Efficiency is not one of the Gods
Many of the entrepreneurs and leaders that I know have become obsessed with efficiency. Like everyone else, they want exactly what they want, and they want it now. Or yesterday.
I can relate to that. I wish I didn’t have to spend time lining up speeches (I only really want to deliver them!), I wish I didn’t have to wait in line at security every time I fly, and I wish there was some way I could just get knowledge into my head without going through the process of learning. Since I have to do all of these things, might as well do them as quickly as possible right?
If I look toward the popular sages of business and leadership, they’ll teach me how to do more things in less time. They’ll help me figure out the quickest way to hit my sales quota, time my schedule out to the minute, and focus on the 80/20 principle everywhere I go.
At first brush, this makes sense: time is my most precious resource, and I should use it well. Thus I should complete everything as quickly as possible, leaving me with more time to spend with friends, family, hobbies, etc.
So I end up blindly worshiping efficiency as though it’s some sort of new God or something.
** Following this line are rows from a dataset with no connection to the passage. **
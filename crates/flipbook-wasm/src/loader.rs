//! Timeout-bounded image loading.
//!
//! [`load_image`] never fails because of the image itself: load, error and
//! timeout all resolve with the element, and callers read
//! `natural_width()`/`natural_height()` as possibly zero.

use std::cell::Cell;
use std::rc::Rc;

use js_sys::{Function, Promise};
use wasm_bindgen::prelude::*;
use wasm_bindgen::JsCast;
use wasm_bindgen_futures::JsFuture;
use web_sys::HtmlImageElement;

pub use flipbook::config::DEFAULT_IMAGE_TIMEOUT_MS as DEFAULT_TIMEOUT_MS;

/// Load `url` into a fresh `<img>`, resolving after load, error or `timeout_ms`,
/// whichever happens first.
///
/// Returns `Err` only when no image element or timer can be created.
pub async fn load_image(url: &str, timeout_ms: u32) -> Result<HtmlImageElement, JsValue> {
    let window = web_sys::window().ok_or_else(|| JsValue::from_str("no window"))?;
    let img = HtmlImageElement::new()?;
    img.set_attribute("decoding", "async")?;

    let mut setup_error = None;
    let promise = Promise::new(&mut |resolve: Function, _reject: Function| {
        // Load and error can race the timer, and a cached image can complete
        // synchronously; only the first of them may resolve.
        let done = Rc::new(Cell::new(false));
        let timer = Rc::new(Cell::new(None::<i32>));
        let finish: Rc<dyn Fn()> = {
            let done = Rc::clone(&done);
            let timer = Rc::clone(&timer);
            let window = window.clone();
            let img = img.clone();
            Rc::new(move || {
                if done.replace(true) {
                    return;
                }
                if let Some(handle) = timer.take() {
                    window.clear_timeout_with_handle(handle);
                }
                img.set_onload(None);
                img.set_onerror(None);
                let _ = resolve.call1(&JsValue::UNDEFINED, &img);
            })
        };

        let on_timeout = {
            let finish = Rc::clone(&finish);
            Closure::once_into_js(move || finish())
        };
        match window.set_timeout_with_callback_and_timeout_and_arguments_0(
            on_timeout.unchecked_ref(),
            i32::try_from(timeout_ms).unwrap_or(i32::MAX),
        ) {
            Ok(handle) => timer.set(Some(handle)),
            Err(e) => {
                setup_error = Some(e);
                finish();
                return;
            }
        }

        let on_load = {
            let finish = Rc::clone(&finish);
            Closure::once_into_js(move || finish())
        };
        let on_error = {
            let finish = Rc::clone(&finish);
            Closure::once_into_js(move || finish())
        };
        img.set_onload(Some(on_load.unchecked_ref()));
        img.set_onerror(Some(on_error.unchecked_ref()));

        // Handlers go on before src.
        img.set_src(url);

        if img.complete() {
            finish();
        }
    });

    if let Some(e) = setup_error {
        return Err(e);
    }
    // The promise only ever resolves.
    let _ = JsFuture::from(promise).await;
    Ok(img)
}

/// Start a background load for the preload cache. Decoding failures are ignored.
pub fn preload_image(url: &str) -> Option<HtmlImageElement> {
    let img = HtmlImageElement::new().ok()?;
    let _ = img.set_attribute("decoding", "async");
    img.set_src(url);
    decode_quietly(&img);
    Some(img)
}

/// Ask the browser to decode `img` off the main thread, discarding the outcome.
pub fn decode_quietly(img: &HtmlImageElement) {
    let decoding = img.decode();
    wasm_bindgen_futures::spawn_local(async move {
        let _ = JsFuture::from(decoding).await;
    });
}
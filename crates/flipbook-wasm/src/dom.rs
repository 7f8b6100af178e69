//! Viewer chrome: status line, counters, buttons, fullscreen and frame messaging.

use flipbook::{ElementIds, FlipbookError, Manifest, Result};
use js_sys::{Function, Promise, Reflect};
use serde::Serialize;
use wasm_bindgen::prelude::*;
use wasm_bindgen::JsCast;
use wasm_bindgen_futures::JsFuture;
use web_sys::{Document, HtmlAnchorElement, HtmlButtonElement, HtmlElement, Window};

use crate::bindings::js_error_text;

/// Message type understood by the embedding page.
pub const CLOSE_MESSAGE_TYPE: &str = "flipbook:close";

fn element<T: JsCast>(document: &Document, id: &str) -> Option<T> {
    document.get_element_by_id(id)?.dyn_into().ok()
}

/// Status text element. Missing elements make every call a no-op.
#[derive(Debug, Clone, Default)]
pub struct StatusLine(Option<HtmlElement>);

impl StatusLine {
    /// Look up the status element.
    pub fn lookup(document: &Document, id: &str) -> Self {
        Self(element(document, id))
    }

    /// Show `msg`, or hide the line when `msg` is empty.
    pub fn set(&self, msg: &str) {
        let Some(el) = &self.0 else {
            return;
        };
        el.set_text_content(Some(msg));
        let display = if msg.is_empty() { "none" } else { "block" };
        let _ = el.style().set_property("display", display);
    }
}

/// Elements the viewer drives. Only `book` is required.
#[derive(Debug, Clone)]
pub struct ViewerElements {
    /// Status line.
    pub status: StatusLine,
    /// Book mount point.
    pub book: HtmlElement,
    /// Title heading.
    pub title: Option<HtmlElement>,
    /// "Previous" button.
    pub prev: Option<HtmlButtonElement>,
    /// "Next" button.
    pub next: Option<HtmlButtonElement>,
    /// Fullscreen button.
    pub fullscreen: Option<HtmlElement>,
    /// Original-PDF link.
    pub pdf_link: Option<HtmlAnchorElement>,
    /// Current page counter.
    pub page_now: Option<HtmlElement>,
    /// Total page counter.
    pub page_total: Option<HtmlElement>,
}

impl ViewerElements {
    /// Look up every element; fails only when the book mount is missing.
    pub fn lookup(document: &Document, ids: &ElementIds) -> Result<Self> {
        let book = element(document, &ids.book).ok_or_else(|| FlipbookError::MissingMount {
            id: ids.book.clone(),
        })?;
        Ok(Self {
            status: StatusLine::lookup(document, &ids.status),
            book,
            title: element(document, &ids.title),
            prev: element(document, &ids.prev),
            next: element(document, &ids.next),
            fullscreen: element(document, &ids.fullscreen),
            pdf_link: element(document, &ids.pdf_link),
            page_now: element(document, &ids.page_now),
            page_total: element(document, &ids.page_total),
        })
    }

    /// Show the manifest title in the document and the heading.
    pub fn show_title(&self, document: &Document, manifest: &Manifest) {
        let title = manifest.display_title();
        document.set_title(title);
        if let Some(el) = &self.title {
            el.set_text_content(Some(title));
        }
    }

    /// Point the PDF link at the original document, or hide it.
    pub fn show_pdf_link(&self, manifest: &Manifest) {
        let Some(link) = &self.pdf_link else {
            return;
        };
        match manifest.original_pdf() {
            Some(href) => {
                link.set_href(href);
                link.set_hidden(false);
            }
            None => link.set_hidden(true),
        }
    }

    /// Hide or reveal the book container.
    pub fn set_book_visible(&self, visible: bool) {
        let visibility = if visible { "visible" } else { "hidden" };
        let _ = self.book.style().set_property("visibility", visibility);
    }

    /// Current page counter (1-based).
    pub fn show_page(&self, page: usize) {
        if let Some(el) = &self.page_now {
            el.set_text_content(Some(&page.to_string()));
        }
    }

    /// Total page counter.
    pub fn show_total(&self, total: usize) {
        if let Some(el) = &self.page_total {
            el.set_text_content(Some(&total.to_string()));
        }
    }

    /// Enable or disable the navigation buttons.
    pub fn set_navigation(&self, prev_disabled: bool, next_disabled: bool) {
        if let Some(btn) = &self.prev {
            btn.set_disabled(prev_disabled);
        }
        if let Some(btn) = &self.next {
            btn.set_disabled(next_disabled);
        }
    }
}

/// Reveal the element with `id` if it exists. Used after unexpected failures
/// so a half-built book is not left hidden.
pub fn reveal_by_id(document: &Document, id: &str) {
    if let Some(el) = element::<HtmlElement>(document, id) {
        let _ = el.style().set_property("visibility", "visible");
    }
}

/// Whether `query` matches, e.g. `(max-width: 640px)`.
pub fn media_matches(window: &Window, query: &str) -> bool {
    matches!(window.match_media(query), Ok(Some(list)) if list.matches())
}

/// Enter fullscreen on the document element, or leave it if already active.
pub async fn toggle_fullscreen(document: &Document) -> std::result::Result<(), JsValue> {
    let pending = if document.fullscreen_element().is_some() {
        call_method(document, "exitFullscreen")?
    } else {
        let root = document
            .document_element()
            .ok_or_else(|| JsValue::from_str("no document element"))?;
        call_method(&root, "requestFullscreen")?
    };
    if let Some(promise) = pending {
        JsFuture::from(promise).await?;
    }
    Ok(())
}

/// Call a zero-argument method and return its promise, if it returned one.
fn call_method(target: &JsValue, name: &str) -> std::result::Result<Option<Promise>, JsValue> {
    let method: Function = Reflect::get(target, &JsValue::from_str(name))?
        .dyn_into()
        .map_err(|_| JsValue::from_str(&format!("{name} is not supported")))?;
    let result = method.call0(target)?;
    Ok(result.dyn_into::<Promise>().ok())
}

#[derive(Serialize)]
struct CloseMessage {
    #[serde(rename = "type")]
    kind: &'static str,
}

/// Ask the embedding page to close the viewer: once to `origin`, once to any origin.
pub fn post_close(window: &Window, origin: &str) {
    let Ok(Some(parent)) = window.parent() else {
        return;
    };
    let serializer = serde_wasm_bindgen::Serializer::json_compatible();
    let Ok(message) = (CloseMessage {
        kind: CLOSE_MESSAGE_TYPE,
    })
    .serialize(&serializer) else {
        return;
    };
    for target in [origin, "*"] {
        // A malformed origin throws; the wildcard post still goes out.
        if let Err(e) = parent.post_message(&message, target) {
            console_warn!("postMessage to {target} failed: {}", js_error_text(&e));
        }
    }
}
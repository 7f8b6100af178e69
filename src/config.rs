//! Viewer configuration.
//!
//! Every field has a default matching the stock report-card deployment, so an
//! embedding page only needs to override what differs:
//!
//! ```json
//! { "manifestUrl": "books/2024/manifest.json", "ids": { "book": "reader" } }
//! ```

use serde::Deserialize;

use crate::layout::FillerKind;

/// Default per-image load timeout in milliseconds.
pub const DEFAULT_IMAGE_TIMEOUT_MS: u32 = 8000;

/// DOM element ids the viewer looks up. Only `book` is required to exist.
#[derive(Debug, Clone, PartialEq, Eq, Deserialize)]
#[serde(default, rename_all = "camelCase")]
pub struct ElementIds {
    /// Status text element.
    pub status: String,
    /// Book mount element.
    pub book: String,
    /// Title element.
    pub title: String,
    /// "Previous page" button.
    pub prev: String,
    /// "Next page" button.
    pub next: String,
    /// Fullscreen toggle button.
    pub fullscreen: String,
    /// Link to the original PDF.
    pub pdf_link: String,
    /// Current page counter.
    pub page_now: String,
    /// Total page counter.
    pub page_total: String,
}

impl Default for ElementIds {
    fn default() -> Self {
        Self {
            status: "status".into(),
            book: "book".into(),
            title: "bookTitle".into(),
            prev: "prevBtn".into(),
            next: "nextBtn".into(),
            fullscreen: "fsBtn".into(),
            pdf_link: "pdfLink".into(),
            page_now: "pageNow".into(),
            page_total: "pageTotal".into(),
        }
    }
}

/// Viewer configuration.
#[derive(Debug, Clone, PartialEq, Deserialize)]
#[serde(default, rename_all = "camelCase")]
pub struct ViewerConfig {
    /// Manifest location, fetched with caching disabled.
    pub manifest_url: String,
    /// Logo shown on filler pages.
    pub logo_url: String,
    /// Alt text of the filler logo.
    pub logo_alt: String,
    /// Page-flip sound clip.
    pub sound_url: String,
    /// Number of pooled sound clips (at least 2 are used).
    pub sound_pool_size: usize,
    /// Clip volume in `[0, 1]`.
    pub sound_volume: f64,
    /// Timeout for the first-page image load, in milliseconds.
    pub image_timeout_ms: u32,
    /// Number of leading physical pages whose images load eagerly.
    pub eager_pages: usize,
    /// Media query that selects the lighter mobile settings.
    pub mobile_query: String,
    /// Origin of the embedding page that receives the close message.
    pub close_origin: String,
    /// Caption of the inside-cover filler.
    pub front_caption: String,
    /// Caption of the inside-back filler.
    pub back_caption: String,
    /// DOM element ids.
    pub ids: ElementIds,
}

impl Default for ViewerConfig {
    fn default() -> Self {
        Self {
            manifest_url: "manifest.json".into(),
            logo_url: "assets/logo.png".into(),
            logo_alt: "BASIC logo".into(),
            sound_url: "assets/sounds/page-flip.wav".into(),
            sound_pool_size: 3,
            sound_volume: 0.35,
            image_timeout_ms: DEFAULT_IMAGE_TIMEOUT_MS,
            eager_pages: 4,
            mobile_query: "(max-width: 640px)".into(),
            close_origin: "https://www.borregobasic.org".into(),
            front_caption: "Report Card".into(),
            back_caption: "Thank you for supporting local students".into(),
            ids: ElementIds::default(),
        }
    }
}

impl ViewerConfig {
    /// Parse a JSON configuration, filling missing fields with defaults.
    pub fn from_json(body: &str) -> crate::Result<Self> {
        serde_json::from_str(body).map_err(crate::FlipbookError::Config)
    }

    /// Caption for a filler page.
    pub fn caption(&self, kind: FillerKind) -> &str {
        match kind {
            FillerKind::Front => &self.front_caption,
            FillerKind::Back => &self.back_caption,
        }
    }

    /// Sound volume clamped to the valid range.
    pub fn clamped_volume(&self) -> f64 {
        self.sound_volume.clamp(0.0, 1.0)
    }
}
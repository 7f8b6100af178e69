//! Book sizing and page-flip widget settings.

use serde::Serialize;

/// Height / width ratio used when the first page reports no dimensions (US Letter).
pub const FALLBACK_RATIO: f64 = 11.0 / 8.5;
/// Base width assumed when the first page reports no width.
pub const FALLBACK_WIDTH: u32 = 1200;
/// Upper bound on the base page width.
pub const MAX_BASE_WIDTH: u32 = 1400;
/// Smallest page width the widget may stretch down to.
pub const MIN_PAGE_WIDTH: u32 = 320;
/// Largest page width the widget may stretch up to.
pub const MAX_PAGE_WIDTH: u32 = 2500;

/// Flip animation length on desktop, in milliseconds.
pub const FLIPPING_TIME_DESKTOP_MS: u32 = 700;
/// Shorter flip animation used on small screens.
pub const FLIPPING_TIME_MOBILE_MS: u32 = 520;

/// Page dimensions derived from the first page image.
#[derive(Debug, Clone, Copy, PartialEq)]
pub struct BookGeometry {
    /// Height divided by width.
    pub ratio: f64,
    /// Base page width in pixels.
    pub width: u32,
    /// Base page height in pixels.
    pub height: u32,
}

impl BookGeometry {
    /// Compute geometry from the natural size of the first page.
    ///
    /// Either dimension may be zero when the image failed or timed out; the
    /// fallback ratio and width are used in that case.
    pub fn from_natural_size(natural_width: u32, natural_height: u32) -> Self {
        let ratio = if natural_width > 0 && natural_height > 0 {
            f64::from(natural_height) / f64::from(natural_width)
        } else {
            FALLBACK_RATIO
        };
        let width = if natural_width > 0 {
            natural_width
        } else {
            FALLBACK_WIDTH
        }
        .min(MAX_BASE_WIDTH);

        Self {
            ratio,
            width,
            height: scale(width, ratio),
        }
    }

    /// Widget settings for this geometry.
    pub fn settings(&self, mobile: bool) -> FlipSettings {
        FlipSettings {
            width: self.width,
            height: self.height,
            size: "stretch",
            min_width: MIN_PAGE_WIDTH,
            max_width: MAX_PAGE_WIDTH,
            min_height: scale(MIN_PAGE_WIDTH, self.ratio),
            max_height: scale(MAX_PAGE_WIDTH, self.ratio),
            draw_shadow: !mobile,
            flipping_time: if mobile {
                FLIPPING_TIME_MOBILE_MS
            } else {
                FLIPPING_TIME_DESKTOP_MS
            },
            use_portrait: true,
            // A soft cover; `showCover: true` would make it a hard page.
            show_cover: false,
            mobile_scroll_support: true,
        }
    }
}

impl Default for BookGeometry {
    fn default() -> Self {
        Self::from_natural_size(0, 0)
    }
}

fn scale(width: u32, ratio: f64) -> u32 {
    (f64::from(width) * ratio).round() as u32
}

/// Settings object passed to the `St.PageFlip` constructor.
#[derive(Debug, Clone, PartialEq, Serialize)]
#[serde(rename_all = "camelCase")]
pub struct FlipSettings {
    /// Base page width.
    pub width: u32,
    /// Base page height.
    pub height: u32,
    /// Sizing mode; always `"stretch"` so the book fits its container.
    pub size: &'static str,
    /// Minimum page width.
    pub min_width: u32,
    /// Maximum page width.
    pub max_width: u32,
    /// Minimum page height.
    pub min_height: u32,
    /// Maximum page height.
    pub max_height: u32,
    /// Draw page shadows (disabled on mobile for performance).
    pub draw_shadow: bool,
    /// Flip animation duration in milliseconds.
    pub flipping_time: u32,
    /// Allow single-page portrait mode.
    pub use_portrait: bool,
    /// Render the first page as a hard cover.
    pub show_cover: bool,
    /// Let vertical swipes scroll the page on touch devices.
    pub mobile_scroll_support: bool,
}
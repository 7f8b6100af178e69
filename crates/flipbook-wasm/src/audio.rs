//! `<audio>` clips for the flip sound and the one-time unlock gesture.

use std::cell::RefCell;
use std::rc::Rc;

use flipbook::sound::{pool_size, SoundClip, SoundError, SoundPlayer};
use flipbook::ViewerConfig;
use wasm_bindgen::prelude::*;
use wasm_bindgen::JsCast;
use wasm_bindgen_futures::JsFuture;
use web_sys::{AddEventListenerOptions, HtmlAudioElement, Window};

use crate::bindings::js_error_text;

/// First-gesture events that count as an unlock.
const UNLOCK_EVENTS: [&str; 3] = ["pointerdown", "touchstart", "click"];

/// Sound player over browser audio clips.
pub type FlipSound = SoundPlayer<AudioClip>;

/// One pooled `<audio>` element.
pub struct AudioClip {
    element: HtmlAudioElement,
}

impl AudioClip {
    /// Create a preloading clip at the given volume.
    pub fn new(src: &str, volume: f64) -> Result<Self, JsValue> {
        let element = HtmlAudioElement::new_with_src(src)?;
        element.set_preload("auto");
        element.set_volume(volume);
        Ok(Self { element })
    }

    /// Underlying element.
    pub fn element(&self) -> &HtmlAudioElement {
        &self.element
    }

    fn start(&self) -> Result<JsFuture, SoundError> {
        self.element
            .play()
            .map(JsFuture::from)
            .map_err(|e| SoundError::Rejected(js_error_text(&e)))
    }
}

impl SoundClip for AudioClip {
    fn pause(&mut self) -> Result<(), SoundError> {
        self.element
            .pause()
            .map_err(|e| SoundError::Rejected(js_error_text(&e)))
    }

    fn rewind(&mut self) -> Result<(), SoundError> {
        self.element.set_current_time(0.0);
        Ok(())
    }

    fn set_playback_rate(&mut self, rate: f64) -> Result<(), SoundError> {
        self.element.set_playback_rate(rate);
        Ok(())
    }

    fn play(&mut self) -> Result<(), SoundError> {
        let playing = self.start()?;
        // Autoplay rejections arrive asynchronously and are dropped.
        wasm_bindgen_futures::spawn_local(async move {
            let _ = playing.await;
        });
        Ok(())
    }

    fn prime(&mut self) -> Result<(), SoundError> {
        let playing = self.start()?;
        let element = self.element.clone();
        wasm_bindgen_futures::spawn_local(async move {
            if playing.await.is_ok() {
                let _ = element.pause();
                element.set_current_time(0.0);
            }
        });
        Ok(())
    }
}

/// Build the clip pool described by `config`. Clips that cannot be created
/// are skipped; an empty pool simply stays silent.
pub fn flip_sound(config: &ViewerConfig) -> Rc<RefCell<FlipSound>> {
    let volume = config.clamped_volume();
    let clips = (0..pool_size(config.sound_pool_size))
        .filter_map(|_| AudioClip::new(&config.sound_url, volume).ok())
        .collect();
    Rc::new(RefCell::new(SoundPlayer::new(clips, js_sys::Math::random)))
}

/// Unlock `sound` on the first pointer, touch or click anywhere in the window.
pub fn install_unlock(window: &Window, sound: &Rc<RefCell<FlipSound>>) {
    let options = AddEventListenerOptions::new();
    options.set_once(true);
    options.set_passive(true);

    for event in UNLOCK_EVENTS {
        let sound = Rc::clone(sound);
        let unlock = Closure::<dyn FnMut()>::new(move || {
            if let Ok(mut sound) = sound.try_borrow_mut() {
                let _ = sound.unlock();
            }
        });
        if let Err(e) = window.add_event_listener_with_callback_and_add_event_listener_options(
            event,
            unlock.as_ref().unchecked_ref(),
            &options,
        ) {
            console_warn!("Could not listen for {event}: {}", js_error_text(&e));
        }
        unlock.forget();
    }
}
impl Eip712Domain {
    /// Field definitions derived from the present fields, in the fixed
    /// EIP-712 order.
    fn field_defs(&self) -> Vec<(&'static str, &'static str)> {
        let mut defs = Vec::new();
        if self.name.is_some() {
            defs.push(("name", "string"));
        }
        if self.version.is_some() {
            defs.push(("version", "string"));
        }
        if self.chain_id.is_some() {
            defs.push(("chainId", "uint256"));
        }
        if self.verifying_contract.is_some() {
            defs.push(("verifyingContract", "address"));
        }
        if self.salt.is_some() {
            defs.push(("salt", "bytes32"));
        }
        defs
    }

    /// `hashStruct(EIP712Domain)` over the present fields.
    pub fn separator(&self) -> B256 {
        let type_str = format!(
            "{DOMAIN_TYPE_NAME}({})",
            self.field_defs()
                .iter()
                .map(|(name, kind)| format!("{kind} {name}"))
                .collect::<Vec<_>>()
                .join(",")
        );
        let mut preimage = Vec::with_capacity(32 * 6);
        preimage.extend_from_slice(keccak256(type_str.as_bytes()).as_slice());
        if let Some(name) = &self.name {
            preimage.extend_from_slice(keccak256(name.as_bytes()).as_slice());
        }
        if let Some(version) = &self.version {
            preimage.extend_from_slice(keccak256(version.as_bytes()).as_slice());
        }
        if let Some(chain_id) = &self.chain_id {
            preimage.extend_from_slice(&chain_id.to_be_bytes::<32>());
        }
        if let Some(contract) = &self.verifying_contract {
            preimage.extend_from_slice(B256::left_padding_from(contract.as_slice()).as_slice());
        }
        if let Some(salt) = &self.salt {
            preimage.extend_from_slice(salt.as_slice());
        }
        keccak256(&preimage)
    }

    /// Canonical JSON object, keys in fixed EIP-712 order.
    fn to_canonical_value(&self) -> Value {
        let mut map = Map::new();
        if let Some(name) = &self.name {
            map.insert("name".into(), Value::String(name.clone()));
        }
        if let Some(version) = &self.version {
            map.insert("version".into(), Value::String(version.clone()));
        }
        if let Some(chain_id) = &self.chain_id {
            map.insert("chainId".into(), canonical_uint_value(chain_id));
        }
        if let Some(contract) = &self.verifying_contract {
            map.insert(
                "verifyingContract".into(),
                Value::String(format!("0x{}", hex::encode(contract))),
            );
        }
        if let Some(salt) = &self.salt {
            map.insert("salt".into(), Value::String(format!("0x{}", hex::encode(salt))));
        }
        Value::Object(map)
    }

    fn from_value(value: &Value) -> Result<Self> {
        let Value::Object(map) = value else {
            return Err(CoreError::Canonicalization(
                "domain must be a JSON object".into(),
            ));
        };
        let mut domain = Self::default();
        for (key, value) in map {
            match key.as_str() {
                "name" => domain.name = Some(expect_string(value, "domain.name")?),
                "version" => domain.version = Some(expect_string(value, "domain.version")?),
                "chainId" => domain.chain_id = Some(coerce_uint(value, 256, "domain.chainId")?),
                "verifyingContract" => {
                    domain.verifying_contract =
                        Some(coerce_address(value, "domain.verifyingContract")?)
                }
                "salt" => {
                    let bytes = coerce_fixed_bytes(value, 32, "domain.salt")?;
                    domain.salt = Some(B256::from_slice(&bytes));
                }
                other => {
                    return Err(CoreError::Canonicalization(format!(
                        "unknown domain field `{other}`"
                    )))
                }
            }
        }
        Ok(domain)
    }
}

// =============================================================================
// Coerced values
// =============================================================================

/// A document value coerced against its declared [`FieldType`]. Both the
/// canonical JSON writer and the digester walk this tree.
#[derive(Clone, Debug, PartialEq, Eq)]
enum TypedValue {
    Address(Address),
    Bool(bool),
    Str(String),
    DynBytes(Vec<u8>),
    Uint(U256),
    Int(I256),
    FixedBytes(Vec<u8>),
    Array(Vec<TypedValue>),
    Struct(String, Vec<(String, TypedValue)>),
}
Like everyone else, I used to believe that efficiency was intrinsically valuable. But my views on this are evolving.
I realize that the truly important thing is not getting everything done immediately or getting to where I want to be ASAP. The truly important thing is enjoying the process and enjoying the time I’m spending.
So now, instead of trying to do everything as quickly as possible, I’m working on making each task as fun and engaging as possible.
If I’m fast and efficient but miserable, what’s the point? I don’t think there is one.